Segment Start: Supplied information

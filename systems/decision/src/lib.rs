#![deny(
    unsafe_code,
    missing_docs,
    dead_code,
    unused_results,
    non_snake_case,
    unreachable_pub
)]

//! Per-state decision logic that chooses each character's next action.
//!
//! Given an origin-relative [`Viewpoint`], movement limits, and barrier
//! obstacles, [`decide`] produces exactly one [`Action`] per character per
//! tick. All reasoning is in displacement space; the decision never sees an
//! absolute coordinate.

use std::collections::{BTreeMap, HashSet};

use shamble_core::{Action, BoundingBox, Character, LifeState, LifeStateKind, Vector, Viewpoint};
use thiserror::Error;

/// Number of ticks a dead character lies still before rising undead.
pub const RESURRECTION_AGE: u32 = 20;

/// Failures while choosing an action.
#[derive(Clone, Copy, Debug, Error, PartialEq, Eq)]
pub enum DecisionError {
    /// The movement search was given no moves to choose from.
    #[error("attempting to choose from no available moves")]
    NoMoves,
    /// Staying put is not a legal move, which indicates a corrupt world:
    /// the character's own cell is outside its range or obstructed.
    #[error("zero movement unavailable for character")]
    ZeroMoveUnavailable,
}

/// Movement range of a character in the given state, centered on itself.
///
/// The living sprint, the undead shamble, and the dead stay exactly where
/// they fell.
#[must_use]
pub fn movement_range(state: LifeState) -> BoundingBox {
    let radius = match state.kind() {
        LifeStateKind::Living => 2,
        LifeStateKind::Dead => 0,
        LifeStateKind::Undead => 1,
    };
    BoundingBox::range(radius)
}

/// Spontaneous state transition at the start of a tick, if any.
///
/// Dead characters age by one each tick and rise undead once they reach
/// [`RESURRECTION_AGE`]. Living and undead characters never transition on
/// their own.
#[must_use]
pub fn next_state(state: LifeState) -> Option<LifeState> {
    match state {
        LifeState::Dead { age } if age >= RESURRECTION_AGE => Some(LifeState::Undead),
        LifeState::Dead { age } => Some(LifeState::Dead { age: age + 1 }),
        LifeState::Living | LifeState::Undead => None,
    }
}

/// Cached lookups for the displacements decision logic cares about.
#[derive(Debug)]
pub struct TargetVectors<V: Viewpoint> {
    viewpoint: V,
}

impl<V: Viewpoint> TargetVectors<V> {
    /// Wraps a viewpoint.
    pub fn new(viewpoint: V) -> Self {
        Self { viewpoint }
    }

    /// Displacement of the nearest living character, if any.
    #[must_use]
    pub fn nearest_human(&self) -> Option<Vector> {
        self.viewpoint.nearest(LifeStateKind::Living)
    }

    /// Displacement of the nearest undead character, if any.
    #[must_use]
    pub fn nearest_zombie(&self) -> Option<Vector> {
        self.viewpoint.nearest(LifeStateKind::Undead)
    }

    /// Targets as seen after a hypothetical move by `offset`.
    #[must_use]
    pub fn from_offset(&self, offset: Vector) -> Self {
        Self::new(self.viewpoint.from_offset(offset))
    }
}

#[derive(Clone, Copy, Debug)]
struct MoveOption {
    vector: Vector,
    upper_bound: f64,
}

/// Moves that might end further away sort first; shorter moves break ties.
fn by_potential(a: &MoveOption, b: &MoveOption) -> std::cmp::Ordering {
    b.upper_bound
        .total_cmp(&a.upper_bound)
        .then_with(|| a.vector.distance().total_cmp(&b.vector.distance()))
}

/// Picks the move that maximizes the distance from the nearest enemy, calling
/// `nearest` as few times as possible.
///
/// Every move starts with an unlimited potential distance. Each round takes
/// the move with the most remaining potential, evaluates where the nearest
/// enemy would actually be after it, and uses that answer to cap the
/// potential of every other move: by the triangle inequality, a move ending
/// `d` away from the evaluated one can improve on its result by at most `d`.
/// Moves whose cap falls to or below the best evaluated result are dropped
/// without ever being evaluated.
///
/// When fleeing directly away from the only nearby enemy is optimal, this
/// settles after two evaluations instead of one per candidate move.
pub fn best_move_upper_bound<F>(
    moves: impl IntoIterator<Item = Vector>,
    nearest: F,
) -> Result<Vector, DecisionError>
where
    F: Fn(Vector) -> Option<Vector>,
{
    let mut options: Vec<MoveOption> = moves
        .into_iter()
        .map(|vector| MoveOption {
            vector,
            upper_bound: f64::INFINITY,
        })
        .collect();
    options.sort_by(by_potential);

    let mut best: Option<MoveOption> = None;

    while !options.is_empty() {
        let mut candidate = options.remove(0);

        let Some(enemy) = nearest(candidate.vector) else {
            // No enemy in sight after this move; nothing can beat that.
            return Ok(candidate.vector);
        };
        candidate.upper_bound = enemy.distance();

        let incumbent = match best {
            Some(incumbent) if incumbent.upper_bound >= candidate.upper_bound => incumbent,
            _ => candidate,
        };
        best = Some(incumbent);

        for option in &mut options {
            let cap = (enemy + (candidate.vector - option.vector)).distance();
            option.upper_bound = option.upper_bound.min(cap);
        }
        options.retain(|option| option.upper_bound > incumbent.upper_bound);
        options.sort_by(by_potential);
    }

    match best {
        Some(best) => Ok(best.vector),
        None => Err(DecisionError::NoMoves),
    }
}

/// Moves within `range` that the character can actually reach.
///
/// A move is available when its target cell is unobstructed and a path of
/// unobstructed cells, stepping one king-move at a time, connects it to the
/// character's own cell. The result always contains the zero move and is
/// sorted for deterministic iteration.
pub fn available_moves(
    range: BoundingBox,
    obstacles: &HashSet<Vector>,
) -> Result<Vec<Vector>, DecisionError> {
    if !range.contains(Vector::ZERO) || obstacles.contains(&Vector::ZERO) {
        return Err(DecisionError::ZeroMoveUnavailable);
    }

    let mut shells: BTreeMap<i32, Vec<Vector>> = BTreeMap::new();
    for vector in range.vectors() {
        let shell = vector.dx().abs().max(vector.dy().abs());
        shells.entry(shell).or_default().push(vector);
    }

    let adjacent = |a: Vector, b: Vector| {
        (a.dx() - b.dx()).abs() <= 1 && (a.dy() - b.dy()).abs() <= 1
    };

    // Grow reachability outward one Chebyshev shell at a time.
    let mut reachable: HashSet<Vector> = HashSet::from([Vector::ZERO]);
    for (shell, candidates) in &shells {
        if *shell == 0 {
            continue;
        }
        let newly_reachable: Vec<Vector> = candidates
            .iter()
            .copied()
            .filter(|candidate| {
                !obstacles.contains(candidate)
                    && reachable.iter().any(|inner| adjacent(*candidate, *inner))
            })
            .collect();
        reachable.extend(newly_reachable);
    }

    let mut moves: Vec<Vector> = reachable.into_iter().collect();
    moves.sort();
    Ok(moves)
}

/// The displacement an undead character in this state attacks, if any.
fn attack<V: Viewpoint>(state: LifeState, targets: &TargetVectors<V>) -> Option<Vector> {
    match state {
        LifeState::Undead => targets
            .nearest_human()
            .filter(|human| BoundingBox::range(1).contains(*human)),
        LifeState::Living | LifeState::Dead { .. } => None,
    }
}

/// The best of `moves` for a character in the given state.
fn best_move<V: Viewpoint>(
    state: LifeState,
    targets: &TargetVectors<V>,
    moves: &[Vector],
) -> Result<Vector, DecisionError> {
    match state {
        LifeState::Living => best_move_upper_bound(moves.iter().copied(), |offset| {
            targets.from_offset(offset).nearest_zombie()
        }),
        LifeState::Dead { .. } => {
            if moves.contains(&Vector::ZERO) {
                Ok(Vector::ZERO)
            } else {
                Err(DecisionError::ZeroMoveUnavailable)
            }
        }
        LifeState::Undead => match targets.nearest_human() {
            Some(human) => moves
                .iter()
                .copied()
                .min_by(|a, b| {
                    (human - *a)
                        .distance()
                        .total_cmp(&(human - *b).distance())
                        .then_with(|| a.distance().total_cmp(&b.distance()))
                })
                .ok_or(DecisionError::NoMoves),
            None => moves
                .iter()
                .copied()
                .min_by(|a, b| a.distance().total_cmp(&b.distance()))
                .ok_or(DecisionError::NoMoves),
        },
    }
}

/// Chooses the character's action for this tick.
///
/// Spontaneous state changes take precedence over attacks, and attacks over
/// movement. `limits` bounds movement by the edges of the world relative to
/// the character, and `barrier_obstacles` lists barrier cells as
/// displacements; other characters are read from the viewpoint.
pub fn decide<V: Viewpoint>(
    character: &Character,
    viewpoint: V,
    limits: BoundingBox,
    barrier_obstacles: &HashSet<Vector>,
) -> Result<Action, DecisionError> {
    if let Some(state) = next_state(character.state()) {
        return Ok(Action::ChangeState { state });
    }

    let range = movement_range(character.state()).intersect(&limits);
    let mut obstacles = viewpoint.occupied_points_in(range);
    let _ = obstacles.remove(&Vector::ZERO);
    obstacles.extend(barrier_obstacles.iter().copied());

    let targets = TargetVectors::new(viewpoint);
    if let Some(target) = attack(character.state(), &targets) {
        return Ok(Action::Attack { target });
    }

    let moves = available_moves(range, &obstacles)?;
    let vector = best_move(character.state(), &targets, &moves)?;
    Ok(Action::Move { vector })
}

#[cfg(test)]
mod tests {
    use super::*;

    #[test]
    fn movement_ranges_per_state() {
        assert_eq!(movement_range(LifeState::Living), BoundingBox::range(2));
        assert_eq!(
            movement_range(LifeState::Dead { age: 3 }),
            BoundingBox::range(0)
        );
        assert_eq!(movement_range(LifeState::Undead), BoundingBox::range(1));
    }

    #[test]
    fn dead_characters_age_each_tick() {
        assert_eq!(
            next_state(LifeState::Dead { age: 0 }),
            Some(LifeState::Dead { age: 1 })
        );
        assert_eq!(
            next_state(LifeState::Dead {
                age: RESURRECTION_AGE - 1
            }),
            Some(LifeState::Dead {
                age: RESURRECTION_AGE
            })
        );
    }

    #[test]
    fn dead_characters_rise_at_resurrection_age() {
        assert_eq!(
            next_state(LifeState::Dead {
                age: RESURRECTION_AGE
            }),
            Some(LifeState::Undead)
        );
    }

    #[test]
    fn living_and_undead_never_transition_spontaneously() {
        assert_eq!(next_state(LifeState::Living), None);
        assert_eq!(next_state(LifeState::Undead), None);
    }

    #[test]
    fn available_moves_requires_a_legal_zero_move() {
        let out_of_range = BoundingBox::new(Vector::new(1, 1), Vector::new(3, 3));
        assert_eq!(
            available_moves(out_of_range, &HashSet::new()),
            Err(DecisionError::ZeroMoveUnavailable)
        );

        let obstructed = HashSet::from([Vector::ZERO]);
        assert_eq!(
            available_moves(BoundingBox::range(1), &obstructed),
            Err(DecisionError::ZeroMoveUnavailable)
        );
    }

    #[test]
    fn available_moves_covers_an_open_range() {
        let moves = available_moves(BoundingBox::range(1), &HashSet::new()).unwrap();
        assert_eq!(moves.len(), 9);
        assert!(moves.contains(&Vector::ZERO));
        assert!(moves.contains(&Vector::new(-1, 1)));
    }

    #[test]
    fn available_moves_excludes_obstructed_cells() {
        let obstacles = HashSet::from([Vector::new(1, 0)]);
        let moves = available_moves(BoundingBox::range(1), &obstacles).unwrap();
        assert_eq!(moves.len(), 8);
        assert!(!moves.contains(&Vector::new(1, 0)));
    }

    #[test]
    fn available_moves_requires_a_clear_path() {
        // A wall across x = 1 makes the x = 2 column unreachable even though
        // those cells themselves are empty.
        let wall: HashSet<Vector> = (-2..=2).map(|dy| Vector::new(1, dy)).collect();
        let moves = available_moves(BoundingBox::range(2), &wall).unwrap();
        assert!(moves.iter().all(|m| m.dx() < 1));
        assert!(moves.contains(&Vector::new(-2, -2)));
    }

    #[test]
    fn best_move_fails_on_no_moves() {
        let result = best_move_upper_bound(Vec::new(), |_| Some(Vector::new(1, 0)));
        assert_eq!(result, Err(DecisionError::NoMoves));
    }

    #[test]
    fn best_move_maximizes_distance_from_a_lone_enemy() {
        let moves: Vec<Vector> = BoundingBox::range(2).vectors().collect();
        let enemy = Vector::new(-5, 0);
        let furthest = moves
            .iter()
            .map(|offset| (enemy - *offset).distance())
            .fold(f64::NEG_INFINITY, f64::max);

        let best =
            best_move_upper_bound(moves, |offset| Some(enemy - offset)).unwrap();
        assert_eq!((enemy - best).distance(), furthest);
    }

    #[test]
    fn best_move_stops_early_when_no_enemy_is_visible() {
        let calls = std::cell::Cell::new(0);
        let moves: Vec<Vector> = BoundingBox::range(2).vectors().collect();
        let best = best_move_upper_bound(moves, |_| {
            calls.set(calls.get() + 1);
            None
        })
        .unwrap();
        assert_eq!(calls.get(), 1);
        // With no enemy anywhere, the first candidate wins outright.
        assert!(BoundingBox::range(2).contains(best));
    }

    #[test]
    fn best_move_prefers_shorter_moves_on_ties() {
        // Both staying put and moving keep the enemy equally far, so the
        // zero move must win.
        let moves = vec![Vector::ZERO, Vector::new(0, 2)];
        let enemy = Vector::new(10, 1);
        let best = best_move_upper_bound(moves, |offset| {
            Some(Vector::new(enemy.dx() - offset.dx(), 1))
        })
        .unwrap();
        assert_eq!(best, Vector::ZERO);
    }
}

Segment End: Supplied information

Exercise goal:
Report each line of the listing above that uses the word "limits".

Answer space:
//! Given an origin-relative [`Viewpoint`], movement limits, and barrier
/// movement. `limits` bounds movement by the edges of the world relative to
    limits: BoundingBox,
    let range = movement_range(character.state()).intersect(&limits);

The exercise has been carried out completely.